Directions → Throughout the records below, find each line holding "AppointmentUpdate" and copy it.

Data provided →
use core::fmt;

use chrono::NaiveDate;
use serde::{Deserialize, Serialize};

use crate::id::{self, AppointmentId, GroupId, StudyId, VolunteerId};

#[derive(Debug, Clone, Copy, Default, PartialEq, Eq, Hash, Serialize, Deserialize)]
#[serde(rename_all = "SCREAMING_SNAKE_CASE")]
pub enum AppointmentStatus {
    #[default]
    Planifie,
    Confirme,
    EnAttente,
    Annule,
    Complete,
}

impl fmt::Display for AppointmentStatus {
    fn fmt(&self, f: &mut fmt::Formatter<'_>) -> fmt::Result {
        f.write_str(match self {
            Self::Planifie => "PLANIFIE",
            Self::Confirme => "CONFIRME",
            Self::EnAttente => "EN_ATTENTE",
            Self::Annule => "ANNULE",
            Self::Complete => "COMPLETE",
        })
    }
}

/// A date and a time as the backend spells it (`09h00`). Two slots clash only when both are equal.
#[derive(Debug, Clone, PartialEq, Eq, PartialOrd, Ord, Hash)]
pub struct Slot {
    pub date: NaiveDate,
    pub time: String,
}

impl fmt::Display for Slot {
    fn fmt(&self, f: &mut fmt::Formatter<'_>) -> fmt::Result {
        write!(f, "{} {}", self.date.format("%d/%m/%Y"), self.time)
    }
}

/// `RendezVous`. Keyed by `(idEtude, idRdv)`.
#[derive(Debug, Clone, PartialEq, Eq, Serialize, Deserialize)]
pub struct Appointment {
    #[serde(rename = "idEtude")]
    pub study_id: StudyId,
    #[serde(rename = "idRdv")]
    pub id: AppointmentId,
    #[serde(rename = "idGroupe", default, deserialize_with = "id::optional")]
    pub group_id: Option<GroupId>,
    #[serde(rename = "idVolontaire", default, deserialize_with = "id::optional")]
    pub volunteer_id: Option<VolunteerId>,
    pub date: NaiveDate,
    #[serde(rename = "heure", default, deserialize_with = "super::or_default")]
    pub time: String,
    #[serde(rename = "duree", default)]
    pub duration_minutes: Option<u32>,
    #[serde(rename = "etat", default)]
    pub status: AppointmentStatus,
    #[serde(rename = "commentaires", default)]
    pub comment: Option<String>,
}

impl Appointment {
    #[must_use]
    pub fn slot(&self) -> Slot {
        Slot {
            date: self.date,
            time: self.time.clone(),
        }
    }

    #[must_use]
    pub const fn is_assigned(&self) -> bool {
        self.volunteer_id.is_some()
    }
}

/// Body of `PUT /api/rdvs/{idEtude}/{idRdv}`.
///
/// Only obtainable from an existing [`Appointment`], so the ids in the payload are always the ids
/// of the appointment being updated. Everything not explicitly changed is carried over unchanged.
#[derive(Debug, Clone, PartialEq, Eq, Serialize)]
pub struct AppointmentUpdate {
    #[serde(rename = "idEtude")]
    study_id: StudyId,
    #[serde(rename = "idRdv")]
    appointment_id: AppointmentId,
    #[serde(rename = "idGroupe")]
    group_id: Option<GroupId>,
    #[serde(rename = "idVolontaire")]
    volunteer_id: Option<VolunteerId>,
    date: NaiveDate,
    #[serde(rename = "heure")]
    time: String,
    #[serde(rename = "duree")]
    duration_minutes: Option<u32>,
    #[serde(rename = "etat")]
    status: AppointmentStatus,
    #[serde(rename = "commentaires")]
    comment: Option<String>,
}

impl From<&Appointment> for AppointmentUpdate {
    fn from(appointment: &Appointment) -> Self {
        Self {
            study_id: appointment.study_id,
            appointment_id: appointment.id,
            group_id: appointment.group_id,
            volunteer_id: appointment.volunteer_id,
            date: appointment.date,
            time: appointment.time.clone(),
            duration_minutes: appointment.duration_minutes,
            status: appointment.status,
            comment: appointment.comment.clone(),
        }
    }
}

impl AppointmentUpdate {
    #[must_use]
    pub fn with_volunteer(mut self, volunteer_id: Option<VolunteerId>) -> Self {
        self.volunteer_id = volunteer_id;
        self
    }

    #[must_use]
    pub fn with_group(mut self, group_id: Option<GroupId>) -> Self {
        self.group_id = group_id;
        self
    }

    #[must_use]
    pub const fn study_id(&self) -> StudyId {
        self.study_id
    }

    #[must_use]
    pub const fn appointment_id(&self) -> AppointmentId {
        self.appointment_id
    }

    #[must_use]
    pub const fn group_id(&self) -> Option<GroupId> {
        self.group_id
    }

    #[must_use]
    pub const fn volunteer_id(&self) -> Option<VolunteerId> {
        self.volunteer_id
    }

    #[must_use]
    pub const fn date(&self) -> NaiveDate {
        self.date
    }

    #[must_use]
    pub fn time(&self) -> &str {
        &self.time
    }

    #[must_use]
    pub const fn status(&self) -> AppointmentStatus {
        self.status
    }

    #[must_use]
    pub fn comment(&self) -> Option<&str> {
        self.comment.as_deref()
    }

    /// Applies the update to a local copy, the way the backend would.
    pub fn apply_to(&self, appointment: &mut Appointment) {
        appointment.group_id = self.group_id;
        appointment.volunteer_id = self.volunteer_id;
        appointment.date = self.date;
        appointment.time.clone_from(&self.time);
        appointment.duration_minutes = self.duration_minutes;
        appointment.status = self.status;
        appointment.comment.clone_from(&self.comment);
    }
}

#[derive(Debug, Clone, Serialize)]
pub struct NewAppointment {
    #[serde(rename = "idEtude")]
    pub study_id: StudyId,
    #[serde(rename = "idGroupe")]
    pub group_id: Option<GroupId>,
    pub date: NaiveDate,
    #[serde(rename = "heure")]
    pub time: String,
    #[serde(rename = "duree")]
    pub duration_minutes: Option<u32>,
    #[serde(rename = "etat")]
    pub status: AppointmentStatus,
    #[serde(rename = "commentaires")]
    pub comment: Option<String>,
}

/// Query of `GET /api/rdvs/search`. Unset filters are left out of the query string.
#[derive(Debug, Clone, Default, Serialize)]
pub struct AppointmentFilters {
    #[serde(rename = "idEtude", skip_serializing_if = "Option::is_none")]
    pub study_id: Option<StudyId>,
    #[serde(rename = "idVolontaire", skip_serializing_if = "Option::is_none")]
    pub volunteer_id: Option<VolunteerId>,
    #[serde(rename = "etat", skip_serializing_if = "Option::is_none")]
    pub status: Option<AppointmentStatus>,
    #[serde(rename = "dateDebut", skip_serializing_if = "Option::is_none")]
    pub from: Option<NaiveDate>,
    #[serde(rename = "dateFin", skip_serializing_if = "Option::is_none")]
    pub to: Option<NaiveDate>,
}
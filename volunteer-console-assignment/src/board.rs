use tracing::info;
use volunteer_console_api::id::{AppointmentId, StudyId, VolunteerId};
use volunteer_console_api::model::{Appointment, Volunteer};
use volunteer_console_api::ApiError;

use crate::backend::Backend;
use crate::conflicts::ConflictMap;

/// What the assignment screen shows for one study: its appointments, the volunteers that can be
/// picked, and where those volunteers are already booked.
#[derive(Debug, Clone)]
pub struct StudyBoard {
    study_id: StudyId,
    appointments: Vec<Appointment>,
    volunteers: Vec<Volunteer>,
    conflicts: ConflictMap,
}

impl StudyBoard {
    pub async fn load<B: Backend>(backend: &B, study_id: StudyId) -> Result<Self, ApiError> {
        let mut board = Self {
            study_id,
            appointments: Vec::new(),
            volunteers: Vec::new(),
            conflicts: ConflictMap::default(),
        };
        board.reload(backend).await?;
        Ok(board)
    }

    /// Fetches everything again. The board is left untouched if any request fails.
    pub async fn reload<B: Backend>(&mut self, backend: &B) -> Result<(), ApiError> {
        let (mut appointments, volunteers) = futures_util::future::try_join(
            backend.appointments_by_study(self.study_id),
            backend.volunteers(),
        )
        .await?;
        let volunteers: Vec<_> = volunteers
            .into_iter()
            .filter(|volunteer| !volunteer.archive)
            .collect();
        let conflicts =
            ConflictMap::load(backend, volunteers.iter().map(|volunteer| volunteer.id)).await?;

        appointments.sort_by(|a, b| a.slot().cmp(&b.slot()).then(a.id.cmp(&b.id)));
        info!(
            study_id = %self.study_id,
            appointments = appointments.len(),
            volunteers = volunteers.len(),
            "board loaded"
        );
        self.appointments = appointments;
        self.volunteers = volunteers;
        self.conflicts = conflicts;
        Ok(())
    }

    #[must_use]
    pub const fn study_id(&self) -> StudyId {
        self.study_id
    }

    #[must_use]
    pub fn appointments(&self) -> &[Appointment] {
        &self.appointments
    }

    #[must_use]
    pub fn appointment(&self, id: AppointmentId) -> Option<&Appointment> {
        self.appointments
            .iter()
            .find(|appointment| appointment.id == id)
    }

    #[must_use]
    pub fn volunteers(&self) -> &[Volunteer] {
        &self.volunteers
    }

    #[must_use]
    pub fn volunteer(&self, id: VolunteerId) -> Option<&Volunteer> {
        self.volunteers.iter().find(|volunteer| volunteer.id == id)
    }

    #[must_use]
    pub const fn conflicts(&self) -> &ConflictMap {
        &self.conflicts
    }
}
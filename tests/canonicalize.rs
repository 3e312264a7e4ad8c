use url_pattern_rs::canonicalize::{
    CanonicalizeError, canonicalize_hash, canonicalize_hostname, canonicalize_ipv6_hostname,
    canonicalize_opaque_pathname, canonicalize_pathname, canonicalize_port,
    canonicalize_protocol, canonicalize_search, canonicalize_username, default_port_for_scheme,
    is_special_scheme,
};

#[test]
fn empty_values_pass_through() {
    assert_eq!(canonicalize_protocol("").expect("empty protocol"), "");
    assert_eq!(canonicalize_hostname("").expect("empty hostname"), "");
    assert_eq!(canonicalize_port("", Some("http")).expect("empty port"), "");
    assert_eq!(canonicalize_pathname("").expect("empty pathname"), "");
    assert_eq!(canonicalize_search("").expect("empty search"), "");
}

#[test]
fn protocol_is_lowercased() {
    assert_eq!(canonicalize_protocol("HTTPS").expect("protocol"), "https");
}

#[test]
fn invalid_protocol_is_rejected() {
    let err = canonicalize_protocol("1http").expect_err("scheme must start with a letter");
    match err {
        CanonicalizeError::Protocol { value } => assert_eq!(value, "1http"),
        other => panic!("unexpected error: {other:?}"),
    }
}

#[test]
fn hostname_is_lowercased() {
    assert_eq!(
        canonicalize_hostname("EXAMPLE.com").expect("hostname"),
        "example.com"
    );
}

#[test]
fn ipv6_hostname_accepts_only_hex_colons_and_brackets() {
    assert_eq!(
        canonicalize_ipv6_hostname("[::AB]").expect("ipv6 hostname"),
        "[::ab]"
    );

    let err = canonicalize_ipv6_hostname("[::g]").expect_err("g is not a hex digit");
    match err {
        CanonicalizeError::Ipv6Hostname { invalid, .. } => assert_eq!(invalid, 'g'),
        other => panic!("unexpected error: {other:?}"),
    }
}

#[test]
fn port_requires_leading_digits_in_range() {
    assert_eq!(canonicalize_port("8080", None).expect("port"), "8080");
    assert!(canonicalize_port("a80", None).is_err());
    assert!(canonicalize_port("65536", None).is_err());
}

#[test]
fn port_ignores_trailing_non_digits() {
    assert_eq!(canonicalize_port("8080abc", None).expect("port"), "8080");
    assert_eq!(canonicalize_port("80a", None).expect("port"), "80");
    assert_eq!(canonicalize_port("80a", Some("http")).expect("port"), "");
}

#[test]
fn default_port_of_special_scheme_is_empty() {
    assert_eq!(canonicalize_port("80", Some("http")).expect("port"), "");
    assert_eq!(canonicalize_port("80", Some("https")).expect("port"), "80");
    assert_eq!(canonicalize_port("21", Some("ftp")).expect("port"), "");
}

#[test]
fn pathname_is_percent_encoded() {
    assert_eq!(canonicalize_pathname("/a b").expect("pathname"), "/a%20b");
    assert_eq!(
        canonicalize_opaque_pathname("text/plain,x").expect("opaque pathname"),
        "text/plain,x"
    );
}

#[test]
fn opaque_pathname_keeps_leading_slash() {
    assert_eq!(
        canonicalize_opaque_pathname("/bar").expect("opaque pathname"),
        "/bar"
    );
    assert_eq!(
        canonicalize_opaque_pathname("/repo/:name").expect("opaque pathname"),
        "/repo/:name"
    );
}

#[test]
fn search_and_hash_are_percent_encoded() {
    assert_eq!(canonicalize_search("q=a b").expect("search"), "q=a%20b");
    assert_eq!(canonicalize_hash("a b").expect("hash"), "a%20b");
}

#[test]
fn search_uses_non_special_query_encoding() {
    assert_eq!(canonicalize_search("a'b").expect("search"), "a'b");
    assert_eq!(canonicalize_search("q=\"x\"").expect("search"), "q=%22x%22");
}

#[test]
fn username_encodes_userinfo_characters() {
    assert_eq!(canonicalize_username("a@b").expect("username"), "a%40b");
}

#[test]
fn special_schemes_and_default_ports() {
    for scheme in ["ftp", "file", "http", "https", "ws", "wss"] {
        assert!(is_special_scheme(scheme), "{scheme}");
    }
    assert!(!is_special_scheme("data"));

    assert_eq!(default_port_for_scheme("http"), Some(80));
    assert_eq!(default_port_for_scheme("wss"), Some(443));
    assert_eq!(default_port_for_scheme("file"), None);
}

Output →
pub struct AppointmentUpdate {
impl From<&Appointment> for AppointmentUpdate {
impl AppointmentUpdate {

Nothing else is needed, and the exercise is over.